▶ **WHAT THE TASK REQUIRES**:
Only the lines that contain the string "Debug" belong in the answer; pull them from the records.

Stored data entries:
•••••

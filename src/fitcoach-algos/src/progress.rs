use std::{collections::BTreeMap, fmt::Display};

use chrono::NaiveDate;
use fitcoach_types::ExerciseSet;
use serde::{Deserialize, Serialize};

use crate::helpers::{
    math::{mean, round_float},
    text::{capitalize_first, normalize_exercise_name},
};

/// A session together with every set logged in it.
#[derive(Debug, Clone)]
pub struct SessionEntries {
    pub session_id: i32,
    pub date: NaiveDate,
    pub entries: Vec<ExerciseSet>,
}

#[derive(
    Debug,
    Clone,
    Copy,
    PartialEq,
    Eq,
    Serialize,
    Deserialize,
    strum::Display,
    strum::EnumString,
)]
#[serde(rename_all = "snake_case")]
#[strum(serialize_all = "snake_case")]
pub enum ProgressTrend {
    Improving,
    Stagnant,
    Declining,
}

/// Best weight and summed volume of one exercise within one session.
#[derive(Debug, Clone, Copy, PartialEq, Serialize, Deserialize)]
pub struct SessionAggregate {
    pub date: NaiveDate,
    pub max_weight: f64,
    pub total_volume: f64,
}

impl SessionAggregate {
    fn first(date: NaiveDate, set: &ExerciseSet) -> Self {
        Self {
            date,
            max_weight: set.weight,
            total_volume: set.volume(),
        }
    }

    fn add(&mut self, set: &ExerciseSet) {
        self.max_weight = self.max_weight.max(set.weight);
        self.total_volume += set.volume();
    }
}

#[derive(Debug, Clone, PartialEq, Serialize, Deserialize)]
pub struct ExerciseProgress {
    pub exercise_name: String,
    pub trend: ProgressTrend,
    /// Newest session first
    pub last_three_sessions: Vec<SessionAggregate>,
    /// `None` when the oldest of the three sessions had no volume
    pub change_percent: Option<f64>,
    pub suggestion: Option<String>,
}

/// Classifies per-exercise volume trends over a client's latest sessions.
///
/// Only the [`ProgressAnalyzer::SESSION_WINDOW`] most recent sessions are looked at. An
/// exercise is reported once it shows up in at least [`ProgressAnalyzer::MIN_SESSIONS`] of
/// them, comparing the mean volume of its two latest sessions with the third latest.
pub struct ProgressAnalyzer {
    sessions: Vec<SessionEntries>,
}

impl ProgressAnalyzer {
    pub const SESSION_WINDOW: usize = 10;
    pub const MIN_SESSIONS: usize = 3;

    /// Change in percent above which volume counts as moving.
    const CHANGE_THRESHOLD: f64 = 5.0;

    pub fn new(mut sessions: Vec<SessionEntries>) -> Self {
        sessions.sort_by(|a, b| {
            b.date
                .cmp(&a.date)
                .then_with(|| b.session_id.cmp(&a.session_id))
        });
        sessions.truncate(Self::SESSION_WINDOW);
        Self { sessions }
    }

    pub fn analyze(&self) -> Vec<ExerciseProgress> {
        if self.sessions.len() < Self::MIN_SESSIONS {
            return Vec::new();
        }

        self.history()
            .into_iter()
            .filter(|(_, history)| history.len() >= Self::MIN_SESSIONS)
            .map(|(name, history)| Self::progress(&name, history))
            .collect()
    }

    /// Per exercise aggregates, one per session, newest session first.
    fn history(&self) -> BTreeMap<String, Vec<SessionAggregate>> {
        let mut history: BTreeMap<String, Vec<SessionAggregate>> = BTreeMap::new();

        for session in &self.sessions {
            let mut in_session: BTreeMap<String, SessionAggregate> = BTreeMap::new();
            for set in &session.entries {
                let name = normalize_exercise_name(&set.name);
                if name.is_empty() {
                    continue;
                }

                in_session
                    .entry(name)
                    .and_modify(|aggregate| aggregate.add(set))
                    .or_insert_with(|| SessionAggregate::first(session.date, set));
            }

            for (name, aggregate) in in_session {
                history.entry(name).or_default().push(aggregate);
            }
        }

        history
    }

    fn progress(name: &str, mut history: Vec<SessionAggregate>) -> ExerciseProgress {
        history.truncate(Self::MIN_SESSIONS);
        let (trend, change_percent) = Self::classify(&history);

        let suggestion = match trend {
            ProgressTrend::Improving => None,
            ProgressTrend::Declining => Some(format!(
                "Consider deloading or checking recovery for {name}"
            )),
            ProgressTrend::Stagnant => Some(format!(
                "No progress on {name} in last 3 sessions. Consider progressive overload or variation."
            )),
        };

        ExerciseProgress {
            exercise_name: capitalize_first(name),
            trend,
            last_three_sessions: history,
            change_percent,
            suggestion,
        }
    }

    fn classify(history: &[SessionAggregate]) -> (ProgressTrend, Option<f64>) {
        let [latest, previous, older, ..] = history else {
            return (ProgressTrend::Stagnant, None);
        };

        let avg_recent = mean(&[latest.total_volume, previous.total_volume]);
        let avg_older = older.total_volume;

        // No baseline to compare against, any recent volume is progress
        if avg_older == 0.0 {
            let trend = if avg_recent > 0.0 {
                ProgressTrend::Improving
            } else {
                ProgressTrend::Stagnant
            };
            return (trend, None);
        }

        let change_percent = (avg_recent - avg_older) / avg_older * 100.0;
        let trend = if change_percent > Self::CHANGE_THRESHOLD {
            ProgressTrend::Improving
        } else if change_percent < -Self::CHANGE_THRESHOLD {
            ProgressTrend::Declining
        } else {
            ProgressTrend::Stagnant
        };

        (trend, Some(change_percent))
    }
}

impl Display for ExerciseProgress {
    fn fmt(&self, f: &mut std::fmt::Formatter<'_>) -> std::fmt::Result {
        write!(f, "{}: {}", self.exercise_name, self.trend)?;
        if let Some(change) = self.change_percent {
            write!(f, " ({:+}%)", round_float(change))?;
        }
        for session in &self.last_three_sessions {
            write!(
                f,
                "\n  {}  max {}kg  volume {}",
                session.date,
                session.max_weight,
                round_float(session.total_volume)
            )?;
        }
        if let Some(suggestion) = &self.suggestion {
            write!(f, "\n  -> {suggestion}")?;
        }
        Ok(())
    }
}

•••••

▶ **YOUR SOLUTION**:
#[derive(Debug, Clone)]
    Debug,
#[derive(Debug, Clone, Copy, PartialEq, Serialize, Deserialize)]
#[derive(Debug, Clone, PartialEq, Serialize, Deserialize)]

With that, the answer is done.